▸ **How to complete this task**:
From the entries below, copy every line holding the word "Item".

Supplied information: Begin

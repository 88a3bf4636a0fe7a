use std::fmt::Write;

use chrono::format::{Item, StrftimeItems};
use chrono::NaiveDate;
use rust_decimal::{Decimal, RoundingStrategy};
use serde::{Deserialize, Serialize};

/// Locale conventions for everything the dashboard prints.
#[derive(Debug, Clone, PartialEq, Serialize, Deserialize)]
#[serde(default)]
pub struct DisplayFormat {
    pub currency_prefix: String,
    pub thousands_separator: String,
    pub decimal_separator: String,
    /// chrono strftime pattern for table dates.
    pub display_date: String,
}

impl Default for DisplayFormat {
    fn default() -> Self {
        Self {
            currency_prefix: "$".to_string(),
            thousands_separator: ",".to_string(),
            decimal_separator: ".".to_string(),
            display_date: "%d/%m/%Y".to_string(),
        }
    }
}

impl DisplayFormat {
    /// Format a currency amount with exactly two fraction digits: $1,234.56
    pub fn money(&self, val: Decimal) -> String {
        let val = round_cents(val);
        let body = self.grouped(val.abs());
        if val.is_sign_negative() && !val.is_zero() {
            format!("-{}{body}", self.currency_prefix)
        } else {
            format!("{}{body}", self.currency_prefix)
        }
    }

    /// Two-decimal grouped number without the currency prefix.
    pub fn amount(&self, val: Decimal) -> String {
        let val = round_cents(val);
        let body = self.grouped(val.abs());
        if val.is_sign_negative() && !val.is_zero() {
            format!("-{body}")
        } else {
            body
        }
    }

    /// Reject a `display_date` chrono cannot render.
    pub fn validate(&self) -> std::result::Result<(), String> {
        if StrftimeItems::new(&self.display_date).any(|i| matches!(i, Item::Error)) {
            return Err(format!("invalid display_date pattern {:?}", self.display_date));
        }
        Ok(())
    }

    /// Table date in `display_date`; ISO if the pattern cannot be rendered.
    pub fn date(&self, date: NaiveDate) -> String {
        let mut out = String::new();
        match write!(out, "{}", date.format(&self.display_date)) {
            Ok(()) => out,
            Err(_) => date.format("%Y-%m-%d").to_string(),
        }
    }

    fn grouped(&self, abs: Decimal) -> String {
        let cents = format!("{abs:.2}");
        let (int_part, dec_part) = cents.split_once('.').unwrap_or((cents.as_str(), "00"));

        let mut with_sep = String::new();
        for (i, c) in int_part.chars().rev().enumerate() {
            if i > 0 && i % 3 == 0 {
                with_sep.push_str(&self.thousands_separator.chars().rev().collect::<String>());
            }
            with_sep.push(c);
        }
        let with_sep: String = with_sep.chars().rev().collect();
        format!("{with_sep}{}{dec_part}", self.decimal_separator)
    }
}

fn round_cents(val: Decimal) -> Decimal {
    val.round_dp_with_strategy(2, RoundingStrategy::MidpointAwayFromZero)
}

/// Compact axis label: 1.2k, 3.4M.
pub fn compact(val: f64) -> String {
    let abs = val.abs();
    let sign = if val < 0.0 { "-" } else { "" };
    if abs >= 1_000_000.0 {
        format!("{sign}{:.1}M", abs / 1_000_000.0)
    } else if abs >= 1_000.0 {
        format!("{sign}{:.1}k", abs / 1_000.0)
    } else {
        format!("{sign}{abs:.0}")
    }
}

/// Integer with comma thousands separators: 12,345
pub fn number(val: usize) -> String {
    let s = val.to_string();
    let mut out = String::new();
    for (i, c) in s.chars().rev().enumerate() {
        if i > 0 && i % 3 == 0 {
            out.push(',');
        }
        out.push(c);
    }
    out.chars().rev().collect()
}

Supplied information: End

▸ **Reply to the task**:
use chrono::format::{Item, StrftimeItems};
        if StrftimeItems::new(&self.display_date).any(|i| matches!(i, Item::Error)) {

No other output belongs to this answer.